YOUR ASSIGNMENT:
Below are some records; copy each line in them that contains "Router".

Saved data entries:
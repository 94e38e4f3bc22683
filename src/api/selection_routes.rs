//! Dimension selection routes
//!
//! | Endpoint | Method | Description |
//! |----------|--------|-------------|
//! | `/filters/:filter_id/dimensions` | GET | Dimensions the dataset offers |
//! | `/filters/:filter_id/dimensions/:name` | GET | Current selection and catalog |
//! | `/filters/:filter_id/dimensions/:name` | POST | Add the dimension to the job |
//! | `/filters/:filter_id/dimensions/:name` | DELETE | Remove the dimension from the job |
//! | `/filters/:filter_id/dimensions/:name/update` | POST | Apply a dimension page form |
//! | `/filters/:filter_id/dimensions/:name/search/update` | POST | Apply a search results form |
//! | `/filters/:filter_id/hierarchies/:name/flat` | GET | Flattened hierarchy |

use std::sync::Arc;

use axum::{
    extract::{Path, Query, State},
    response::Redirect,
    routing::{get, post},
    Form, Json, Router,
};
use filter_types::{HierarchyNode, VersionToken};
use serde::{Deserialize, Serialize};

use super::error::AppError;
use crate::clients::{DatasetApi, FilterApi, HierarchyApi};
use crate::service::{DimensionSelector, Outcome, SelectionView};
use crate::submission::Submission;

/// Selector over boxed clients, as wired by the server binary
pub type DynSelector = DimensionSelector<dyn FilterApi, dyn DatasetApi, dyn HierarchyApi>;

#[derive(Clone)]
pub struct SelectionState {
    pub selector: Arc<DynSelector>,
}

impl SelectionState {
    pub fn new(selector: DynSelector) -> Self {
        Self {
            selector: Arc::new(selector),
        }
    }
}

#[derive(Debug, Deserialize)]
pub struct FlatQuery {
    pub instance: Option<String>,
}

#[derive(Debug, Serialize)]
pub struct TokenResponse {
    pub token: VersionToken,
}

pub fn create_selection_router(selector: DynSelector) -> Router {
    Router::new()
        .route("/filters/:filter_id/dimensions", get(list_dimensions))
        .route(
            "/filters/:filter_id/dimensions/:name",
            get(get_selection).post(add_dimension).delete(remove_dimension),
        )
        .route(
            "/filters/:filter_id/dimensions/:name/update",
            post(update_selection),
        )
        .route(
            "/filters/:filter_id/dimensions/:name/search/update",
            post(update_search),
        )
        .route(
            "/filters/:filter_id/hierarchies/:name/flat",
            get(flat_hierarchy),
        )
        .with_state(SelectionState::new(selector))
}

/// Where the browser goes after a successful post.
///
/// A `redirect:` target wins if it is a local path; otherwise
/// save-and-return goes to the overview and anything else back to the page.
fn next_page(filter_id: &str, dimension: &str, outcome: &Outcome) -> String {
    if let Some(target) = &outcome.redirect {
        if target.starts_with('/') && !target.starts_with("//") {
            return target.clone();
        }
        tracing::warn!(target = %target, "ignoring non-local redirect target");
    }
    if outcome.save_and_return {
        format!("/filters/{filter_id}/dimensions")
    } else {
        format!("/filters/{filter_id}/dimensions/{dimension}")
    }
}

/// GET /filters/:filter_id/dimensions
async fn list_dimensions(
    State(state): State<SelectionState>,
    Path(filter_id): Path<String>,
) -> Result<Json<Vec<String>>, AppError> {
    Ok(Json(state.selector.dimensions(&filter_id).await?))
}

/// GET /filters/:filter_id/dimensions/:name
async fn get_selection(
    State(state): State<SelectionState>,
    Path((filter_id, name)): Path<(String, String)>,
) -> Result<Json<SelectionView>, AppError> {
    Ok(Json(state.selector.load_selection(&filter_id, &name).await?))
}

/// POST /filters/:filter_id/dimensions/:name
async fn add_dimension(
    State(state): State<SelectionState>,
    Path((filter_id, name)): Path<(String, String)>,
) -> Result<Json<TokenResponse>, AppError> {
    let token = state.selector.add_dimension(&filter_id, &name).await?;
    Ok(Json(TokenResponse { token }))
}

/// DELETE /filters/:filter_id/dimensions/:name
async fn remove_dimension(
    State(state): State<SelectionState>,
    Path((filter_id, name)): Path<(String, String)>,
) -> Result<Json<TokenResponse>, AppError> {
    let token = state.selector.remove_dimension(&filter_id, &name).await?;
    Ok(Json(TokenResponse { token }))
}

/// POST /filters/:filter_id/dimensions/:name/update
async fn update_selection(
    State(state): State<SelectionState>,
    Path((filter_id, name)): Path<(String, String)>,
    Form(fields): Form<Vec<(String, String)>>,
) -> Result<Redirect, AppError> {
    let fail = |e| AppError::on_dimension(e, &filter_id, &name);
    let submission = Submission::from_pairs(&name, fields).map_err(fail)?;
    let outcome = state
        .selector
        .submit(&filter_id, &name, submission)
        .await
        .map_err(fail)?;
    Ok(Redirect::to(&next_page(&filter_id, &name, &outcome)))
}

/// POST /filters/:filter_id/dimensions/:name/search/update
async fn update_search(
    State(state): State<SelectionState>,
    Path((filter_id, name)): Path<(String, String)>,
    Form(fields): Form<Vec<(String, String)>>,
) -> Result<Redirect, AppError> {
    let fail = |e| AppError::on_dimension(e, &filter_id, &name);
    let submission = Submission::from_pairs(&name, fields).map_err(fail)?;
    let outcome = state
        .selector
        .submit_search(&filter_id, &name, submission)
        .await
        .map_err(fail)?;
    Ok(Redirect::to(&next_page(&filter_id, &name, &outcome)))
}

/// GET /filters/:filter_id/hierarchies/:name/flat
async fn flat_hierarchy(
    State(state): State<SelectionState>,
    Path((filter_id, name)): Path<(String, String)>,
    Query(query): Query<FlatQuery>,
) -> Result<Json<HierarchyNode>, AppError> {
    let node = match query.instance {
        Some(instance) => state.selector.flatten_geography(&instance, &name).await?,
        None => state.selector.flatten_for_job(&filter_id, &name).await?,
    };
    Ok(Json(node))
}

SOLUTION:
    Form, Json, Router,
pub fn create_selection_router(selector: DynSelector) -> Router {
    Router::new()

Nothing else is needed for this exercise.